EXERCISE DESCRIPTION => With nothing added or left out, output the listing that follows.

"""

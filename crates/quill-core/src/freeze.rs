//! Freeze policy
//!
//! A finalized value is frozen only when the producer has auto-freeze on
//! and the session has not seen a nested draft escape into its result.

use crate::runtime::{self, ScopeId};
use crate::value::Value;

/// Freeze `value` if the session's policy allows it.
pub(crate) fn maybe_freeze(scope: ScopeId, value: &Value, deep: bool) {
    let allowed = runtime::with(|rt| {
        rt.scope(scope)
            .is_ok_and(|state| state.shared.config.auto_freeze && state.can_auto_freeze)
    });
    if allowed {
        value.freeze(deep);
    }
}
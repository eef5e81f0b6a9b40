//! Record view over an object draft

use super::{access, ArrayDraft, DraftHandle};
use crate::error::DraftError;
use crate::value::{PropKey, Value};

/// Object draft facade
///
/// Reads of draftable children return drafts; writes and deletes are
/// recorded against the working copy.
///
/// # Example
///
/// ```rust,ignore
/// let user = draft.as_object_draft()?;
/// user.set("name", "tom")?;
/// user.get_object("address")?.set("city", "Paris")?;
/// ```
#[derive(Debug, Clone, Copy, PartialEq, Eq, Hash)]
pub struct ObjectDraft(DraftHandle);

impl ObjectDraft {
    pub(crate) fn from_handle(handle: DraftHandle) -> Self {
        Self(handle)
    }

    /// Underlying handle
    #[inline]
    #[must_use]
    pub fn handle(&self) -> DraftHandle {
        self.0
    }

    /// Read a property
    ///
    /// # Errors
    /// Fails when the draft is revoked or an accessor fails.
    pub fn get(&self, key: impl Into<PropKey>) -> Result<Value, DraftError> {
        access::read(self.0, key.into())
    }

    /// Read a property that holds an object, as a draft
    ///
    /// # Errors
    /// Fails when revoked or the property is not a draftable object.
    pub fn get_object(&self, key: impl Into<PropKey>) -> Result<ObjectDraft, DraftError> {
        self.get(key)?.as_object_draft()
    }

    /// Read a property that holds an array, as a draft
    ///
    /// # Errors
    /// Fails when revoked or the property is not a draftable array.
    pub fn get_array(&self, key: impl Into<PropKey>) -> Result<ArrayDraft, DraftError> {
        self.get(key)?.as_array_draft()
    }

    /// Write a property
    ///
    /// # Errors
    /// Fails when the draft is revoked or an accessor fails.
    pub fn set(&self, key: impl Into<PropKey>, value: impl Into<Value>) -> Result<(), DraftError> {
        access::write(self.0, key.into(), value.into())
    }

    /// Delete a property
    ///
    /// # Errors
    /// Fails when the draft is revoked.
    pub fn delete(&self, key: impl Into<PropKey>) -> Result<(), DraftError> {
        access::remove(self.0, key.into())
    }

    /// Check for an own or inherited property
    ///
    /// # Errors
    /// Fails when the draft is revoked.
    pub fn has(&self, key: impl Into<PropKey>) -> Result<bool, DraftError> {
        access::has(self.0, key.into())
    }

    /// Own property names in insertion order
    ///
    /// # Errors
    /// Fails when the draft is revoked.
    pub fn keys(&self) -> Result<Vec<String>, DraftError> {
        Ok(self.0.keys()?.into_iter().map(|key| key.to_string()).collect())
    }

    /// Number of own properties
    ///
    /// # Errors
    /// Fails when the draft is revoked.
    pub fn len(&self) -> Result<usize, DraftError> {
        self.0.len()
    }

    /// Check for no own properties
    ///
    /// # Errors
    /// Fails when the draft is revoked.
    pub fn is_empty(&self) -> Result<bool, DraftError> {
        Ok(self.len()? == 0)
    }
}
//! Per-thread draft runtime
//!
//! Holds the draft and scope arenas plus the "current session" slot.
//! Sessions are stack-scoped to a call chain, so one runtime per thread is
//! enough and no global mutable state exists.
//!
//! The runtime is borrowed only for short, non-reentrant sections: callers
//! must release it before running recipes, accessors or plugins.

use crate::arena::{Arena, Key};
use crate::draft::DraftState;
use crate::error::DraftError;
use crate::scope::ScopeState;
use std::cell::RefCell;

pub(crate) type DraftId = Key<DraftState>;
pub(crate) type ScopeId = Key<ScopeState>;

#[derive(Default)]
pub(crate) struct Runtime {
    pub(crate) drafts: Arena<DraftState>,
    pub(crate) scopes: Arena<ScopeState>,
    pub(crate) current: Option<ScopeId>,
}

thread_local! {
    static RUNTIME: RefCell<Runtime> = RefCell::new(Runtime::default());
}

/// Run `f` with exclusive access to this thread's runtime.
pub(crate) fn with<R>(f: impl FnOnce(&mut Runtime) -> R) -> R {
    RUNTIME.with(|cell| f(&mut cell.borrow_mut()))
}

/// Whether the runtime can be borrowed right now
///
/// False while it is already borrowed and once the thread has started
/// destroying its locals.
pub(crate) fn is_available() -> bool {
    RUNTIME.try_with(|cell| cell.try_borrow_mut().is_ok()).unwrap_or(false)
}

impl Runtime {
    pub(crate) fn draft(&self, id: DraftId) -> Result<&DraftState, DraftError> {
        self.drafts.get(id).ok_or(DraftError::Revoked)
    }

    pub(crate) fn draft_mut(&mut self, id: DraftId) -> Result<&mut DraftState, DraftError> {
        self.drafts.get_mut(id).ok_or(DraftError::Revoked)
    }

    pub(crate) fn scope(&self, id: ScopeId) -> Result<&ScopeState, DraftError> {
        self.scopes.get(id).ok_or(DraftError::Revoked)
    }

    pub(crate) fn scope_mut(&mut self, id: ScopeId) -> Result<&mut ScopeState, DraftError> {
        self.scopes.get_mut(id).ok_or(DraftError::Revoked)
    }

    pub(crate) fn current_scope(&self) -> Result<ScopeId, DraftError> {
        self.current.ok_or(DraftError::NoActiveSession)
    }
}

"""

EXERCISE RESULT =>
filename crates/quill-core/src/freeze.rs
//! Freeze policy
//!
//! A finalized value is frozen only when the producer has auto-freeze on
//! and the session has not seen a nested draft escape into its result.

use crate::runtime::{self, ScopeId};
use crate::value::Value;

/// Freeze `value` if the session's policy allows it.
pub(crate) fn maybe_freeze(scope: ScopeId, value: &Value, deep: bool) {
    let allowed = runtime::with(|rt| {
        rt.scope(scope)
            .is_ok_and(|state| state.shared.config.auto_freeze && state.can_auto_freeze)
    });
    if allowed {
        value.freeze(deep);
    }
}
repository eef5e81f0b6a9b40
//! Record view over an object draft

use super::{access, ArrayDraft, DraftHandle};
use crate::error::DraftError;
use crate::value::{PropKey, Value};

/// Object draft facade
///
/// Reads of draftable children return drafts; writes and deletes are
/// recorded against the working copy.
///
/// # Example
///
/// ```rust,ignore
/// let user = draft.as_object_draft()?;
/// user.set("name", "tom")?;
/// user.get_object("address")?.set("city", "Paris")?;
/// ```
#[derive(Debug, Clone, Copy, PartialEq, Eq, Hash)]
pub struct ObjectDraft(DraftHandle);

impl ObjectDraft {
    pub(crate) fn from_handle(handle: DraftHandle) -> Self {
        Self(handle)
    }

    /// Underlying handle
    #[inline]
    #[must_use]
    pub fn handle(&self) -> DraftHandle {
        self.0
    }

    /// Read a property
    ///
    /// # Errors
    /// Fails when the draft is revoked or an accessor fails.
    pub fn get(&self, key: impl Into<PropKey>) -> Result<Value, DraftError> {
        access::read(self.0, key.into())
    }

    /// Read a property that holds an object, as a draft
    ///
    /// # Errors
    /// Fails when revoked or the property is not a draftable object.
    pub fn get_object(&self, key: impl Into<PropKey>) -> Result<ObjectDraft, DraftError> {
        self.get(key)?.as_object_draft()
    }

    /// Read a property that holds an array, as a draft
    ///
    /// # Errors
    /// Fails when revoked or the property is not a draftable array.
    pub fn get_array(&self, key: impl Into<PropKey>) -> Result<ArrayDraft, DraftError> {
        self.get(key)?.as_array_draft()
    }

    /// Write a property
    ///
    /// # Errors
    /// Fails when the draft is revoked or an accessor fails.
    pub fn set(&self, key: impl Into<PropKey>, value: impl Into<Value>) -> Result<(), DraftError> {
        access::write(self.0, key.into(), value.into())
    }

    /// Delete a property
    ///
    /// # Errors
    /// Fails when the draft is revoked.
    pub fn delete(&self, key: impl Into<PropKey>) -> Result<(), DraftError> {
        access::remove(self.0, key.into())
    }

    /// Check for an own or inherited property
    ///
    /// # Errors
    /// Fails when the draft is revoked.
    pub fn has(&self, key: impl Into<PropKey>) -> Result<bool, DraftError> {
        access::has(self.0, key.into())
    }

    /// Own property names in insertion order
    ///
    /// # Errors
    /// Fails when the draft is revoked.
    pub fn keys(&self) -> Result<Vec<String>, DraftError> {
        Ok(self.0.keys()?.into_iter().map(|key| key.to_string()).collect())
    }

    /// Number of own properties
    ///
    /// # Errors
    /// Fails when the draft is revoked.
    pub fn len(&self) -> Result<usize, DraftError> {
        self.0.len()
    }

    /// Check for no own properties
    ///
    /// # Errors
    /// Fails when the draft is revoked.
    pub fn is_empty(&self) -> Result<bool, DraftError> {
        Ok(self.len()? == 0)
    }
}
//! Per-thread draft runtime
//!
//! Holds the draft and scope arenas plus the "current session" slot.
//! Sessions are stack-scoped to a call chain, so one runtime per thread is
//! enough and no global mutable state exists.
//!
//! The runtime is borrowed only for short, non-reentrant sections: callers
//! must release it before running recipes, accessors or plugins.

use crate::arena::{Arena, Key};
use crate::draft::DraftState;
use crate::error::DraftError;
use crate::scope::ScopeState;
use std::cell::RefCell;

pub(crate) type DraftId = Key<DraftState>;
pub(crate) type ScopeId = Key<ScopeState>;

#[derive(Default)]
pub(crate) struct Runtime {
    pub(crate) drafts: Arena<DraftState>,
    pub(crate) scopes: Arena<ScopeState>,
    pub(crate) current: Option<ScopeId>,
}

thread_local! {
    static RUNTIME: RefCell<Runtime> = RefCell::new(Runtime::default());
}

/// Run `f` with exclusive access to this thread's runtime.
pub(crate) fn with<R>(f: impl FnOnce(&mut Runtime) -> R) -> R {
    RUNTIME.with(|cell| f(&mut cell.borrow_mut()))
}

/// Whether the runtime can be borrowed right now
///
/// False while it is already borrowed and once the thread has started
/// destroying its locals.
pub(crate) fn is_available() -> bool {
    RUNTIME.try_with(|cell| cell.try_borrow_mut().is_ok()).unwrap_or(false)
}

impl Runtime {
    pub(crate) fn draft(&self, id: DraftId) -> Result<&DraftState, DraftError> {
        self.drafts.get(id).ok_or(DraftError::Revoked)
    }

    pub(crate) fn draft_mut(&mut self, id: DraftId) -> Result<&mut DraftState, DraftError> {
        self.drafts.get_mut(id).ok_or(DraftError::Revoked)
    }

    pub(crate) fn scope(&self, id: ScopeId) -> Result<&ScopeState, DraftError> {
        self.scopes.get(id).ok_or(DraftError::Revoked)
    }

    pub(crate) fn scope_mut(&mut self, id: ScopeId) -> Result<&mut ScopeState, DraftError> {
        self.scopes.get_mut(id).ok_or(DraftError::Revoked)
    }

    pub(crate) fn current_scope(&self) -> Result<ScopeId, DraftError> {
        self.current.ok_or(DraftError::NoActiveSession)
    }
}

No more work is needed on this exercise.